There are a lot of dynamics and variables in play as to when it is or isn't appropriate to do this. As described in this situation, I don't think I'm coming that far to get it unless it is the last minute of a close game, I have no doubt it was a foul, and I have the status on that crew and with my supervisor to make that kind of call.
I'm with you. I'm not touching this one.

An appropriate high-certainty foul to reach for would involve a player throwing an elbow or someone getting pushed or thrown to the ground-violent contact that, if unpenalized, will lead to big problems in your game. A jump shooter getting hit on the arm and going down in the third quarter is not going to lead to a fight if uncalled. You might have an unhappy coach, but let the partner who was right on top of the play deal with that fallout.
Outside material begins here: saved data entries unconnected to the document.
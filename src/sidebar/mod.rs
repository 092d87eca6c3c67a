//! Sidebar view-model: the detail pane for the selected pull request.
//!
//! Owns the composed content buffer and its viewport. Driven by exactly
//! two mutators: `set_selection` (recomposes content) and `update_layout`
//! (resizes the viewport, never recomposes).

pub mod compose;
pub mod status;
pub mod viewport;

use ratatui::text::{Line, Span, Text};

use crate::github::PrSnapshot;
use crate::ui::styles;
use self::viewport::Viewport;

/// Columns of padding inside the sidebar border, each side.
pub const CONTENT_PADDING: u16 = 2;
/// Width of the sidebar's left border.
pub const BORDER_WIDTH: u16 = 1;
/// Rows taken by the pager footer.
pub const PAGER_HEIGHT: u16 = 2;

const PLACEHOLDER: &str = "Select a Pull Request...";

/// Terminal dimensions the outer dashboard derives for the sidebar.
/// Passed by value on every update; the sidebar keeps only the last
/// applied snapshot, never a handle into caller state.
#[derive(Debug, Clone, Copy, PartialEq, Eq)]
pub struct LayoutContext {
    pub main_content_height: u16,
    pub preview_width: u16,
}

#[derive(Debug, Default)]
pub struct Sidebar {
    open: bool,
    selected: Option<PrSnapshot>,
    viewport: Viewport,
    layout: Option<LayoutContext>,
}

impl Sidebar {
    /// Starts closed with no selection.
    pub fn new() -> Self {
        Self::default()
    }

    pub fn is_open(&self) -> bool {
        self.open
    }

    pub fn open(&mut self) {
        self.open = true;
    }

    pub fn close(&mut self) {
        self.open = false;
    }

    pub fn toggle(&mut self) {
        self.open = !self.open;
    }

    pub fn selected_number(&self) -> Option<u64> {
        self.selected.as_ref().map(|pr| pr.number)
    }

    /// Replace the selection. Content is recomposed only when the selection
    /// identity (PR number) actually changes; re-selecting the same PR
    /// keeps the buffer and its scroll position.
    pub fn set_selection(&mut self, pr: Option<PrSnapshot>) {
        match pr {
            None => {
                self.selected = None;
                self.viewport.clear();
            }
            Some(pr) => {
                if self.selected_number() == Some(pr.number) {
                    return;
                }
                let content = compose::compose(&pr, self.content_width());
                self.selected = Some(pr);
                self.viewport.set_content(content);
            }
        }
    }

    /// Apply a new layout context. Absent context is a no-op: the last
    /// known layout stays in effect. A present context resizes the
    /// viewport; the content buffer is left as composed.
    pub fn update_layout(&mut self, ctx: Option<LayoutContext>) {
        let Some(ctx) = ctx else { return };
        self.layout = Some(ctx);
        let height = ctx.main_content_height.saturating_sub(PAGER_HEIGHT);
        self.viewport.resize(self.content_width(), height);
    }

    /// Usable content width inside the configured preview pane, or 0 when
    /// no layout has been applied yet.
    pub fn content_width(&self) -> u16 {
        match self.layout {
            Some(ctx) => ctx
                .preview_width
                .saturating_sub(2 * CONTENT_PADDING + BORDER_WIDTH),
            None => 0,
        }
    }

    pub fn half_page_down(&mut self) {
        self.viewport.half_page_down();
    }

    pub fn half_page_up(&mut self) {
        self.viewport.half_page_up();
    }

    pub fn scroll_percent(&self) -> f64 {
        self.viewport.scroll_percent()
    }

    /// The sidebar's renderable frame: empty when closed, a centered
    /// placeholder when nothing is selected, otherwise the visible
    /// viewport window plus the pager footer.
    pub fn render(&self) -> Text<'static> {
        if !self.open {
            return Text::default();
        }
        if self.selected.is_none() {
            return self.placeholder_frame();
        }

        let mut lines: Vec<Line<'static>> = self.viewport.visible().to_vec();
        // Pad to full height so the pager always sits at the bottom
        while lines.len() < self.viewport.height() as usize {
            lines.push(Line::from(""));
        }
        lines.push(Line::from(""));
        lines.push(Line::from(Span::styled(
            format!("{}%", (self.scroll_percent() * 100.0) as u16),
            styles::dim_style(),
        )));
        Text::from(lines)
    }

    fn placeholder_frame(&self) -> Text<'static> {
        let height = self.viewport.height() as usize + PAGER_HEIGHT as usize;
        let mut lines: Vec<Line<'static>> = Vec::with_capacity(height.max(1));
        for _ in 0..height / 2 {
            lines.push(Line::from(""));
        }
        lines.push(
            Line::from(Span::styled(PLACEHOLDER, styles::muted_style())).centered(),
        );
        Text::from(lines)
    }
}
"Getting the call right" is all well and good, but to move up you have to learn what to let your partners, especially veterans, live and die with.

You're not going to get a call from the assigner for not coming all the way across the court to bail out your partner. You will get a call from the assigner if you reach that far to get a foul that wasn't there, or you reach that far to get something in front of a veteran that isn't a game-saver.

And for what it's worth, I've gotten more flack for reaching on fouls in high school games than in my college days. Because so many high school guys don't understand the concept of angles and cadence whistles. In my experience high school-only guys are more territorial than college officials.

Last edited by SC Official; Wed Jan 09, 2019 at 05:14pm.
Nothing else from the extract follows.